Although not addressed by DPI, it presumably believes that its students admitted with 1½ years of college and an employer's sponsorship also qualify for the second-tier loans.

For the majority of the period in issue, DPI's program had three different academic admission requirements that exceeded the typical undergraduate program requirement, which is a high school diploma. Moreover, its academic admission requirements were insufficient to qualify its program as a graduate program. Unlike students who transfer undergraduate programs, receive differing amounts of credits toward their new programs, and, therefore, need differing amounts of additional credits to complete their new programs, DPI students took the same course load regardless of the criterion under which they were admitted to the program. The absence of a reduced load for the more academically advanced students indicates that DPI's program treated all students as academically equal at the beginning of the program.

It is then, in this context, that the question arises as to which academic admittance requirement establishes the academic level of DPI's program for purposes of the Stafford loans. The highest academic admittance requirement was a baccalaureate degree. The lowest requirement was 1½ years of college plus an employer's sponsorship.See footnote 2 2/ The sponsorship aspect does not add to a student's level of academic education. Thus, these students possess insufficient education to qualify under the statute for the second-tier loan level. As such, the highest academic requirement would allow these students access to loan amounts which they could not otherwise obtain. Therefore, the lowest academic requirement must govern in order to maintain the integrity of the statute. Accordingly, DPI's students are not entitled to second-tier Stafford loans.

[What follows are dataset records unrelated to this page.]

//! Assembling logs from stored blocks.
//!
//! A log can be rebuilt from four kinds of root: a manifest address (the
//! block written by [`to_multihash`]), one or more entry hashes, a
//! [`JsonLog`], or entries already in memory. Each loader fetches the graph
//! through [`crate::entry_io`], orders it, cuts it to the requested length
//! and returns a [`LogData`] that [`Log::new`] consumes. The `Log::from_*`
//! constructors do both steps.

use std::sync::Arc;

use crate::access::AccessController;
use crate::entry::Entry;
use crate::entry_io::{FetchOptions, fetch_all, fetch_parallel};
use crate::error::LogError;
use crate::identity::IdentityProvider;
use crate::log::{JsonLog, Log, LogOptions, find_heads};
use crate::sorting::{NoZeroes, SortFn, last_write_wins};
use crate::store::dag::{MANIFEST_LINKS, read_node, write_node};
use crate::store::{BlockStore, StoreError};

/// Everything [`Log::new`] needs besides the store and identity.
#[derive(Debug, Clone, Default)]
pub struct LogData {
    pub log_id: Option<String>,
    pub entries: Vec<Entry>,
    pub heads: Option<Vec<Entry>>,
}

/// Options for the `Log::from_*` constructors.
#[derive(Clone, Default)]
pub struct LoadOptions {
    /// Id for loaders whose root does not carry one.
    pub log_id: Option<String>,
    pub access: Option<Arc<dyn AccessController>>,
    pub sort_fn: Option<SortFn>,
    pub fetch: FetchOptions,
}

/// Write the log's manifest (`{id, heads}`) and return its address.
///
/// # Errors
///
/// Returns [`LogError::EmptyLog`] for a log without entries, or any store
/// error.
pub async fn to_multihash(store: &dyn BlockStore, log: &Log) -> Result<String, LogError> {
    if log.is_empty() {
        return Err(LogError::EmptyLog);
    }
    let manifest = serde_json::to_value(log.to_json())?;
    Ok(write_node(store, &manifest, MANIFEST_LINKS).await?)
}

/// Load a log from its manifest address.
///
/// # Errors
///
/// Returns [`LogError::NotALog`] if the block lacks `id` or `heads`, or any
/// fetch error.
pub async fn from_multihash(
    store: &dyn BlockStore,
    hash: &str,
    sort_fn: Option<SortFn>,
    fetch: &FetchOptions,
) -> Result<LogData, LogError> {
    let manifest = read_node(store, hash, MANIFEST_LINKS)
        .await
        .map_err(|e| match e {
            StoreError::Malformed { .. } => LogError::NotALog(hash.to_owned()),
            other => other.into(),
        })?;
    let manifest: JsonLog =
        serde_json::from_value(manifest).map_err(|_| LogError::NotALog(hash.to_owned()))?;

    let all = fetch_all(store, &manifest.heads, fetch).await?;
    let entries = latest(all, fetch.length, sort_fn);
    let heads = find_heads(&entries).into_iter().cloned().collect();

    tracing::debug!(log_id = %manifest.id, entries = entries.len(), "loaded log manifest");
    Ok(LogData {
        log_id: Some(manifest.id),
        entries,
        heads: Some(heads),
    })
}

/// Load the history behind one or more entry hashes.
///
/// A bounded load returns at least one entry.
///
/// # Errors
///
/// Returns any fetch error.
pub async fn from_entry_hash(
    store: &dyn BlockStore,
    hashes: &[String],
    sort_fn: Option<SortFn>,
    fetch: &FetchOptions,
) -> Result<LogData, LogError> {
    let fetch = FetchOptions {
        length: fetch.length.map(|n| n.max(1)),
        ..fetch.clone()
    };
    let all = fetch_parallel(store, hashes, &fetch).await?;
    Ok(LogData {
        log_id: None,
        entries: latest(all, fetch.length, sort_fn),
        heads: None,
    })
}

/// Load a log from its JSON description.
///
/// # Errors
///
/// Returns any fetch error.
pub async fn from_json(
    store: &dyn BlockStore,
    json: &JsonLog,
    sort_fn: Option<SortFn>,
    fetch: &FetchOptions,
) -> Result<LogData, LogError> {
    let all = fetch_parallel(store, &json.heads, fetch).await?;
    Ok(LogData {
        log_id: Some(json.id.clone()),
        entries: latest(all, fetch.length, sort_fn),
        heads: None,
    })
}

/// Load the history behind entries already in memory.
///
/// The source entries always survive the length cut: any the cut would drop
/// replace the oldest entries kept.
///
/// # Errors
///
/// Returns any fetch error.
pub async fn from_entry(
    store: &dyn BlockStore,
    sources: &[Entry],
    fetch: &FetchOptions,
) -> Result<LogData, LogError> {
    let length = fetch.length.map(|n| n.max(sources.len()));
    let hashes: Vec<String> = sources.iter().map(|e| e.hash.clone()).collect();
    let fetch = FetchOptions {
        length,
        ..fetch.clone()
    };
    let all = fetch_parallel(store, &hashes, &fetch).await?;

    let combined = sources
        .iter()
        .cloned()
        .chain(all)
        .chain(fetch.exclude.iter().cloned());
    let mut uniques = dedup(combined);
    uniques.sort_by(by_clock);

    let sliced = match length {
        Some(n) => uniques.split_off(uniques.len().saturating_sub(n)),
        None => uniques,
    };
    let missing: Vec<Entry> = dedup(
        sources
            .iter()
            .filter(|s| !sliced.iter().any(|e| e.hash == s.hash))
            .cloned(),
    );
    let skip = missing.len().min(sliced.len());
    let mut entries = missing;
    entries.extend(sliced.into_iter().skip(skip));

    Ok(LogData {
        log_id: entries.last().map(|e| e.id.clone()),
        entries,
        heads: None,
    })
}

/// Sort and keep the latest `length` entries.
fn latest(entries: Vec<Entry>, length: Option<usize>, sort_fn: Option<SortFn>) -> Vec<Entry> {
    let sort = NoZeroes::new(sort_fn.unwrap_or(last_write_wins));
    let mut entries = dedup(entries);
    entries.sort_by(|a, b| sort.compare(a, b));
    match length {
        Some(n) => entries.split_off(entries.len().saturating_sub(n)),
        None => entries,
    }
}

fn by_clock(a: &Entry, b: &Entry) -> std::cmp::Ordering {
    Entry::compare(a, b).then_with(|| a.hash.cmp(&b.hash))
}

fn dedup(entries: impl IntoIterator<Item = Entry>) -> Vec<Entry> {
    let mut seen = std::collections::HashSet::new();
    entries
        .into_iter()
        .filter(|e| seen.insert(e.hash.clone()))
        .collect()
}

impl Log {
    /// Write this log's manifest. See [`to_multihash`].
    ///
    /// # Errors
    ///
    /// Returns [`LogError::EmptyLog`] for a log without entries.
    pub async fn to_multihash(&self) -> Result<String, LogError> {
        to_multihash(self.store().as_ref(), self).await
    }

    /// Load a log from its manifest address.
    ///
    /// # Errors
    ///
    /// See [`from_multihash`].
    pub async fn from_multihash(
        store: Arc<dyn BlockStore>,
        identity: Arc<dyn IdentityProvider>,
        hash: &str,
        options: LoadOptions,
    ) -> Result<Self, LogError> {
        let data = from_multihash(store.as_ref(), hash, options.sort_fn, &options.fetch).await?;
        Self::assemble(store, identity, data, options)
    }

    /// Load a log from the history behind entry hashes.
    ///
    /// # Errors
    ///
    /// See [`from_entry_hash`].
    pub async fn from_entry_hash(
        store: Arc<dyn BlockStore>,
        identity: Arc<dyn IdentityProvider>,
        hashes: &[String],
        options: LoadOptions,
    ) -> Result<Self, LogError> {
        let data = from_entry_hash(store.as_ref(), hashes, options.sort_fn, &options.fetch).await?;
        Self::assemble(store, identity, data, options)
    }

    /// Load a log from its JSON description.
    ///
    /// # Errors
    ///
    /// See [`from_json`].
    pub async fn from_json(
        store: Arc<dyn BlockStore>,
        identity: Arc<dyn IdentityProvider>,
        json: &JsonLog,
        options: LoadOptions,
    ) -> Result<Self, LogError> {
        let data = from_json(store.as_ref(), json, options.sort_fn, &options.fetch).await?;
        Self::assemble(store, identity, data, options)
    }

    /// Load a log from the history behind in-memory entries.
    ///
    /// # Errors
    ///
    /// See [`from_entry`].
    pub async fn from_entry(
        store: Arc<dyn BlockStore>,
        identity: Arc<dyn IdentityProvider>,
        sources: &[Entry],
        options: LoadOptions,
    ) -> Result<Self, LogError> {
        let data = from_entry(store.as_ref(), sources, &options.fetch).await?;
        Self::assemble(store, identity, data, options)
    }

    fn assemble(
        store: Arc<dyn BlockStore>,
        identity: Arc<dyn IdentityProvider>,
        data: LogData,
        options: LoadOptions,
    ) -> Result<Self, LogError> {
        Self::new(
            store,
            identity,
            LogOptions {
                log_id: data.log_id.or(options.log_id),
                access: options.access,
                entries: data.entries,
                heads: data.heads,
                sort_fn: options.sort_fn,
                ..LogOptions::default()
            },
        )
    }
}
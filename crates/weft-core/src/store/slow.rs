//! A [`BlockStore`] wrapper that adds read latency.
//!
//! `SlowStore` sleeps before every read, and can stall reads of specific
//! addresses far longer than any sensible deadline. Tests use it to drive
//! the fetch timeout path without a real network.
//!
//! ```ignore
//! let slow = SlowStore::new(inner)
//!     .read_latency(Duration::from_millis(5))
//!     .stall(missing_hash, Duration::from_secs(30));
//! ```

use std::collections::HashMap;
use std::sync::Arc;
use std::time::Duration;

use bytes::Bytes;

use super::{BlockStore, StoreError};

/// A [`BlockStore`] wrapper that injects latency before reads.
pub struct SlowStore {
    inner: Arc<dyn BlockStore>,
    read_latency: Duration,
    stalls: HashMap<String, Duration>,
}

impl SlowStore {
    /// Wrap an existing store with zero latency (pass-through) by default.
    pub fn new(inner: Arc<dyn BlockStore>) -> Self {
        Self {
            inner,
            read_latency: Duration::ZERO,
            stalls: HashMap::new(),
        }
    }

    /// Set the latency applied to every read.
    #[must_use]
    pub const fn read_latency(mut self, latency: Duration) -> Self {
        self.read_latency = latency;
        self
    }

    /// Delay reads of one address by `duration` instead of the base latency.
    #[must_use]
    pub fn stall(mut self, address: impl Into<String>, duration: Duration) -> Self {
        self.stalls.insert(address.into(), duration);
        self
    }

    async fn delay_for(&self, address: &str) {
        let wait = self
            .stalls
            .get(address)
            .copied()
            .unwrap_or(self.read_latency);
        if !wait.is_zero() {
            tokio::time::sleep(wait).await;
        }
    }
}

#[async_trait::async_trait]
impl BlockStore for SlowStore {
    async fn put(&self, data: Bytes) -> Result<String, StoreError> {
        self.inner.put(data).await
    }

    async fn get(&self, address: &str) -> Result<Option<Bytes>, StoreError> {
        self.delay_for(address).await;
        self.inner.get(address).await
    }

    async fn contains(&self, address: &str) -> Result<bool, StoreError> {
        self.inner.contains(address).await
    }

    async fn len(&self) -> Result<usize, StoreError> {
        self.inner.len().await
    }
}
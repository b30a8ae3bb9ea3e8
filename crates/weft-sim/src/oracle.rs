//! Invariant checks over the replicas of a finished run.
//!
//! # Invariants checked
//!
//! 1. **Convergence**: every replica materializes the same entry sequence.
//! 2. **Heads**: a replica's heads are exactly its entries no other entry
//!    points to.
//! 3. **Length**: the reported length equals the number of distinct entries.
//! 4. **Idempotence**: joining a log that was already joined changes nothing.
//! 5. **Commutativity**: joining the replicas into a fresh log in any order
//!    yields the same sequence.

use std::collections::{BTreeSet, HashSet};
use std::sync::Arc;

use weft_core::{Log, LogError, LogOptions};

use crate::replica::ReplicaState;
use crate::rng::DeterministicRng;

/// Outcome of one or more invariant checks.
#[derive(Debug, Clone, PartialEq, Eq)]
pub struct OracleResult {
    pub passed: bool,
    pub violations: Vec<InvariantViolation>,
}

impl OracleResult {
    const fn pass() -> Self {
        Self {
            passed: true,
            violations: Vec::new(),
        }
    }

    fn from_violations(violations: Vec<InvariantViolation>) -> Self {
        Self {
            passed: violations.is_empty(),
            violations,
        }
    }

    #[must_use]
    fn merge(mut self, other: Self) -> Self {
        if !other.passed {
            self.passed = false;
            self.violations.extend(other.violations);
        }
        self
    }
}

/// Diagnostic for a failed invariant.
#[derive(Debug, Clone, PartialEq, Eq)]
pub enum InvariantViolation {
    Convergence {
        replica_a: usize,
        replica_b: usize,
        /// First position at which the two sequences differ.
        first_difference: usize,
        len_a: usize,
        len_b: usize,
    },
    Heads {
        replica: usize,
        expected: Vec<String>,
        actual: Vec<String>,
    },
    Length {
        replica: usize,
        reported: usize,
        distinct: usize,
    },
    Idempotence {
        replica: usize,
        other: usize,
        before: usize,
        after: usize,
    },
    Commutativity {
        permutation_index: usize,
        order: Vec<usize>,
    },
}

impl std::fmt::Display for InvariantViolation {
    fn fmt(&self, f: &mut std::fmt::Formatter<'_>) -> std::fmt::Result {
        match self {
            Self::Convergence {
                replica_a,
                replica_b,
                first_difference,
                len_a,
                len_b,
            } => write!(
                f,
                "Convergence: replicas {replica_a} and {replica_b} diverge at position \
                 {first_difference} (lengths {len_a} and {len_b})"
            ),
            Self::Heads {
                replica,
                expected,
                actual,
            } => write!(
                f,
                "Heads: replica {replica} reports {} heads, expected {} ({actual:?} vs {expected:?})",
                actual.len(),
                expected.len()
            ),
            Self::Length {
                replica,
                reported,
                distinct,
            } => write!(
                f,
                "Length: replica {replica} reports {reported} entries but holds {distinct}"
            ),
            Self::Idempotence {
                replica,
                other,
                before,
                after,
            } => write!(
                f,
                "Idempotence: re-joining replica {other} into {replica} changed the log \
                 ({before} -> {after} entries)"
            ),
            Self::Commutativity {
                permutation_index,
                order,
            } => write!(
                f,
                "Commutativity: permutation {permutation_index} (join order {order:?}) diverges"
            ),
        }
    }
}

/// Checker for log CRDT invariants after a simulation run.
pub struct ConvergenceOracle;

impl ConvergenceOracle {
    #[must_use]
    pub fn check_convergence(states: &[ReplicaState]) -> OracleResult {
        let mut violations = Vec::new();
        for i in 0..states.len() {
            for j in (i + 1)..states.len() {
                let (a, b) = (&states[i], &states[j]);
                if a.values == b.values {
                    continue;
                }
                let first_difference = a
                    .values
                    .iter()
                    .zip(&b.values)
                    .position(|(x, y)| x != y)
                    .unwrap_or_else(|| a.values.len().min(b.values.len()));
                violations.push(InvariantViolation::Convergence {
                    replica_a: a.id,
                    replica_b: b.id,
                    first_difference,
                    len_a: a.values.len(),
                    len_b: b.values.len(),
                });
            }
        }
        OracleResult::from_violations(violations)
    }

    #[must_use]
    pub fn check_heads(logs: &[Log]) -> OracleResult {
        let mut violations = Vec::new();
        for (replica, log) in logs.iter().enumerate() {
            let values = log.values();
            let referenced: HashSet<&str> = values
                .iter()
                .flat_map(|e| e.next.iter().map(String::as_str))
                .collect();
            let expected: BTreeSet<String> = values
                .iter()
                .filter(|e| !referenced.contains(e.hash.as_str()))
                .map(|e| e.hash.clone())
                .collect();
            let actual: BTreeSet<String> = log.heads().iter().map(|e| e.hash.clone()).collect();
            if expected != actual {
                violations.push(InvariantViolation::Heads {
                    replica,
                    expected: expected.into_iter().collect(),
                    actual: actual.into_iter().collect(),
                });
            }
        }
        OracleResult::from_violations(violations)
    }

    #[must_use]
    pub fn check_length(logs: &[Log]) -> OracleResult {
        let mut violations = Vec::new();
        for (replica, log) in logs.iter().enumerate() {
            let distinct: HashSet<String> = log.values().iter().map(|e| e.hash.clone()).collect();
            if distinct.len() != log.len() {
                violations.push(InvariantViolation::Length {
                    replica,
                    reported: log.len(),
                    distinct: distinct.len(),
                });
            }
        }
        OracleResult::from_violations(violations)
    }

    /// Join every ordered pair twice; the second join must be a no-op.
    ///
    /// # Errors
    ///
    /// Returns any join error.
    pub async fn check_idempotence(logs: &[Log]) -> Result<OracleResult, LogError> {
        let mut violations = Vec::new();
        for (replica, log) in logs.iter().enumerate() {
            for (other, peer) in logs.iter().enumerate() {
                let mut once = log.clone();
                once.join(peer, None).await?;
                let before = hashes(&once);
                let mut twice = once.clone();
                twice.join(peer, None).await?;
                if hashes(&twice) != before || twice.clock() != once.clock() {
                    violations.push(InvariantViolation::Idempotence {
                        replica,
                        other,
                        before: before.len(),
                        after: twice.len(),
                    });
                }
            }
        }
        Ok(OracleResult::from_violations(violations))
    }

    /// Join the replicas into fresh logs in `iterations` shuffled orders and
    /// compare each result with the in-order join.
    ///
    /// # Errors
    ///
    /// Returns any construction or join error.
    pub async fn check_commutativity(
        logs: &[Log],
        rng: &mut DeterministicRng,
        iterations: usize,
    ) -> Result<OracleResult, LogError> {
        if logs.len() < 2 || iterations == 0 {
            return Ok(OracleResult::pass());
        }

        let identity: Vec<usize> = (0..logs.len()).collect();
        let canonical = hashes(&join_in_order(logs, &identity).await?);

        let mut violations = Vec::new();
        for permutation_index in 0..iterations {
            let order = rng.shuffled(&identity);
            let merged = join_in_order(logs, &order).await?;
            if hashes(&merged) != canonical {
                violations.push(InvariantViolation::Commutativity {
                    permutation_index,
                    order,
                });
            }
        }
        Ok(OracleResult::from_violations(violations))
    }

    /// Run all five checks.
    ///
    /// # Errors
    ///
    /// Returns any join error raised while checking.
    pub async fn check_all(
        states: &[ReplicaState],
        logs: &[Log],
        rng: &mut DeterministicRng,
    ) -> Result<OracleResult, LogError> {
        let idempotence = Self::check_idempotence(logs).await?;
        let commutativity = Self::check_commutativity(logs, rng, 4).await?;
        Ok(Self::check_convergence(states)
            .merge(Self::check_heads(logs))
            .merge(Self::check_length(logs))
            .merge(idempotence)
            .merge(commutativity))
    }
}

fn hashes(log: &Log) -> Vec<String> {
    log.values().iter().map(|e| e.hash.clone()).collect()
}

async fn join_in_order(logs: &[Log], order: &[usize]) -> Result<Log, LogError> {
    let Some(first) = logs.first() else {
        return Err(LogError::Validation("no logs to join".into()));
    };
    let mut merged = Log::new(
        Arc::clone(first.store()),
        Arc::clone(first.identity()),
        LogOptions {
            sort_fn: Some(first.sort().inner()),
            ..LogOptions::with_id(first.id())
        },
    )?;
    for &i in order {
        merged.join(&logs[i], None).await?;
    }
    Ok(merged)
}

#[cfg(test)]
mod tests {
    use serde_json::json;
    use weft_core::{BlockStore, Ed25519Identity, MemoryStore};

    use super::*;

    fn state(id: usize, values: &[&str]) -> ReplicaState {
        ReplicaState {
            id,
            values: values.iter().map(|v| (*v).to_owned()).collect(),
            heads: Vec::new(),
            clock_time: 0,
            len: values.len(),
        }
    }

    async fn writers(count: u8, appends: usize) -> Vec<Log> {
        let store: Arc<dyn BlockStore> = Arc::new(MemoryStore::new());
        let mut logs = Vec::new();
        for i in 0..count {
            let identity = Arc::new(Ed25519Identity::from_seed(format!("w{i}"), [i + 1; 32]));
            let mut log =
                Log::new(Arc::clone(&store), identity, LogOptions::with_id("oracle")).expect("log");
            for n in 0..appends {
                log.append(json!(format!("{i}-{n}")), 2).await.expect("append");
            }
            logs.push(log);
        }
        logs
    }

    #[test]
    fn identical_sequences_converge() {
        let result = ConvergenceOracle::check_convergence(&[
            state(0, &["a", "b"]),
            state(1, &["a", "b"]),
            state(2, &["a", "b"]),
        ]);
        assert!(result.passed);
    }

    #[test]
    fn divergence_reports_position() {
        let result =
            ConvergenceOracle::check_convergence(&[state(0, &["a", "b", "c"]), state(1, &["a", "c"])]);
        assert!(!result.passed);
        assert_eq!(
            result.violations,
            vec![InvariantViolation::Convergence {
                replica_a: 0,
                replica_b: 1,
                first_difference: 1,
                len_a: 3,
                len_b: 2,
            }]
        );
    }

    #[test]
    fn prefix_divergence_points_past_the_shorter() {
        let result =
            ConvergenceOracle::check_convergence(&[state(0, &["a"]), state(1, &["a", "b"])]);
        assert!(matches!(
            result.violations.as_slice(),
            [InvariantViolation::Convergence {
                first_difference: 1,
                ..
            }]
        ));
    }

    #[test]
    fn violation_messages_are_readable() {
        let text = InvariantViolation::Length {
            replica: 2,
            reported: 5,
            distinct: 4,
        }
        .to_string();
        assert!(text.starts_with("Length"));
        assert!(text.contains("replica 2"));
    }

    #[tokio::test]
    async fn real_logs_satisfy_structural_checks() {
        let logs = writers(3, 3).await;
        assert!(ConvergenceOracle::check_heads(&logs).passed);
        assert!(ConvergenceOracle::check_length(&logs).passed);
        let idempotence = ConvergenceOracle::check_idempotence(&logs)
            .await
            .expect("idempotence");
        assert!(idempotence.passed, "{:?}", idempotence.violations);
    }

    #[tokio::test]
    async fn join_order_does_not_matter() {
        let logs = writers(3, 4).await;
        let mut rng = DeterministicRng::new(3);
        let result = ConvergenceOracle::check_commutativity(&logs, &mut rng, 6)
            .await
            .expect("commutativity");
        assert!(result.passed, "{:?}", result.violations);
    }

    #[tokio::test]
    async fn unconverged_replicas_fail_check_all() {
        let logs = writers(2, 2).await;
        let states: Vec<ReplicaState> = logs
            .iter()
            .enumerate()
            .map(|(id, log)| ReplicaState {
                id,
                values: hashes(log),
                heads: Vec::new(),
                clock_time: log.clock().time,
                len: log.len(),
            })
            .collect();
        let mut rng = DeterministicRng::new(1);
        let result = ConvergenceOracle::check_all(&states, &logs, &mut rng)
            .await
            .expect("check");
        assert!(!result.passed);
        assert!(result
            .violations
            .iter()
            .all(|v| matches!(v, InvariantViolation::Convergence { .. })));
    }
}
//! Total-order comparators over entries.
//!
//! Replicas must agree on the order of entries they both hold, no matter how
//! the entries arrived. Every comparator here is a pure function of the two
//! entries' clocks and hashes, so any replica holding both entries reaches
//! the same answer.
//!
//! Comparators are built from a primary rule plus a *resolver* that decides
//! ties. [`NoZeroes`] is the last line: when a comparator still reports
//! [`Ordering::Equal`] for two distinct entries it falls back to hash order,
//! making the result a strict total order.

use std::cmp::Ordering;
use std::fmt;

use crate::clock::LamportClock;
use crate::entry::Entry;

/// A comparator or tie resolver over entries.
pub type SortFn = fn(&Entry, &Entry) -> Ordering;

/// Config name of [`last_write_wins`].
pub const LAST_WRITE_WINS: &str = "last-write-wins";

/// Config name of [`sort_by_entry_hash`].
pub const ENTRY_HASH: &str = "entry-hash";

/// Compare clocks; on a tie, defer to `resolve`.
#[must_use]
pub fn sort_by_clocks(a: &Entry, b: &Entry, resolve: SortFn) -> Ordering {
    match LamportClock::compare(&a.clock, &b.clock) {
        Ordering::Equal => resolve(a, b),
        diff => diff,
    }
}

/// Compare clock ids; on a tie, defer to `resolve`.
#[must_use]
pub fn sort_by_clock_id(a: &Entry, b: &Entry, resolve: SortFn) -> Ordering {
    match a.clock.id.cmp(&b.clock.id) {
        Ordering::Equal => resolve(a, b),
        diff => diff,
    }
}

/// Resolver with no preference.
#[must_use]
pub const fn first(_a: &Entry, _b: &Entry) -> Ordering {
    Ordering::Equal
}

/// Default order: later clock wins, ties broken by hash.
#[must_use]
pub fn last_write_wins(a: &Entry, b: &Entry) -> Ordering {
    sort_by_clocks(a, b, by_hash)
}

/// Clock order with ties broken by hash in descending order.
#[must_use]
pub fn sort_by_entry_hash(a: &Entry, b: &Entry) -> Ordering {
    sort_by_clocks(a, b, |a, b| b.hash.cmp(&a.hash))
}

/// Look up a comparator by its config name.
#[must_use]
pub fn by_name(name: &str) -> Option<SortFn> {
    match name {
        LAST_WRITE_WINS => Some(last_write_wins),
        ENTRY_HASH => Some(sort_by_entry_hash),
        _ => None,
    }
}

fn by_hash(a: &Entry, b: &Entry) -> Ordering {
    a.hash.cmp(&b.hash)
}

/// Wraps a comparator so it never reports two distinct entries as equal.
#[derive(Clone, Copy)]
pub struct NoZeroes(SortFn);

impl NoZeroes {
    /// Wrap `sort_fn`.
    #[must_use]
    pub const fn new(sort_fn: SortFn) -> Self {
        Self(sort_fn)
    }

    /// The wrapped comparator.
    #[must_use]
    pub const fn inner(&self) -> SortFn {
        self.0
    }

    /// Compare with the wrapped comparator, falling back to hash order.
    #[must_use]
    pub fn compare(&self, a: &Entry, b: &Entry) -> Ordering {
        match (self.0)(a, b) {
            Ordering::Equal => by_hash(a, b),
            ord => ord,
        }
    }
}

impl Default for NoZeroes {
    fn default() -> Self {
        Self(last_write_wins)
    }
}

impl fmt::Debug for NoZeroes {
    fn fmt(&self, f: &mut fmt::Formatter<'_>) -> fmt::Result {
        f.debug_tuple("NoZeroes").finish_non_exhaustive()
    }
}

#[cfg(test)]
mod tests {
    use serde_json::Value;

    use super::*;
    use crate::entry::ENTRY_VERSION;
    use crate::identity::Identity;

    fn entry(hash: &str, clock_id: &str, time: u64) -> Entry {
        Entry {
            hash: hash.into(),
            id: "log".into(),
            payload: Value::Null,
            next: vec![],
            refs: vec![],
            v: ENTRY_VERSION,
            clock: LamportClock::new(clock_id, time),
            key: clock_id.into(),
            identity: Identity {
                id: clock_id.into(),
                public_key: clock_id.into(),
                kind: "test".into(),
            },
            sig: String::new(),
        }
    }

    #[test]
    fn later_time_wins() {
        let a = entry("h1", "z", 1);
        let b = entry("h2", "a", 2);
        assert_eq!(last_write_wins(&a, &b), Ordering::Less);
        assert_eq!(last_write_wins(&b, &a), Ordering::Greater);
    }

    #[test]
    fn concurrent_ties_break_on_clock_id() {
        let a = entry("h9", "a", 3);
        let b = entry("h1", "b", 3);
        assert_eq!(last_write_wins(&a, &b), Ordering::Less);
    }

    #[test]
    fn identical_clocks_break_on_hash() {
        let a = entry("h1", "a", 3);
        let b = entry("h2", "a", 3);
        assert_eq!(last_write_wins(&a, &b), Ordering::Less);
        assert_eq!(sort_by_entry_hash(&a, &b), Ordering::Greater);
    }

    #[test]
    fn clock_id_order_with_resolver() {
        let a = entry("h1", "a", 9);
        let b = entry("h2", "b", 1);
        assert_eq!(sort_by_clock_id(&a, &b, first), Ordering::Less);
        let c = entry("h3", "a", 1);
        assert_eq!(sort_by_clock_id(&a, &c, first), Ordering::Equal);
    }

    #[test]
    fn no_zeroes_is_strict() {
        let cmp = NoZeroes::new(|a, b| sort_by_clocks(a, b, first));
        let a = entry("h1", "a", 3);
        let b = entry("h2", "a", 3);
        assert_eq!(cmp.compare(&a, &b), Ordering::Less);
        assert_eq!(cmp.compare(&b, &a), Ordering::Greater);
    }

    #[test]
    fn names_resolve() {
        assert!(by_name(LAST_WRITE_WINS).is_some());
        assert!(by_name(ENTRY_HASH).is_some());
        assert!(by_name("random").is_none());
    }
}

In view of the above, DPI's motion for reconsideration is denied and the prior decision is reaffirmed.

Allan C. Lewis
Administrative Law Judge

Issued: June 15, 1994
Washington, D.C.


On June 15, 1994, a copy of the attached Order re Reconsideration was sent by certified mail, return receipt requested to the following:

Jennifer L. Woodward, Esq.
Office of the General Counsel
U.S. Department of Education
Room 4083, FOB-6
400 Maryland Avenue, S.W.
Washington, D.C. 20202

William C. Clohan, Jr., Esq.
Clohan & Dean
Suite 400
1101 Vermont Avenue, N.W.
Washington, D.C. 20005

On June 15, 1994, a copy of the attached Order re Reconsideration was also sent by regular mail to--

Thomas Hylden, Esq.
Baker & Hostetler
Washington Square Suite 1100
1050 Connecticut Avenue, N.W.
Washington, D.C. 20036-5304

Footnote: 1 1/ In its reply to DPI's motion for reconsideration at 14- 16, ED argues, for the first time, that the doctrine of estoppel may not be applied against the Federal government. It is inappropriate to address this argument. A reply to a motion for reconsideration, like the motion for reconsideration, is not to be used as a means "to put forward additional arguments which it could have made but neglected to make before judgment." McDowell Oil Serv. v. Insterstate Fire and Casualty Co., 817 F. Supp. 538, 541 (M.D. Pa. 1993); Davis v. Lukhard, 106 F.R.D. 317, 318 (E.D. Va. 1984), vacated on other grounds, 788 F.2d 973 (4th Cir. 1986).
Footnote: 2 2/ During the remaining period, this requirement was further reduced and only a high school diploma was required.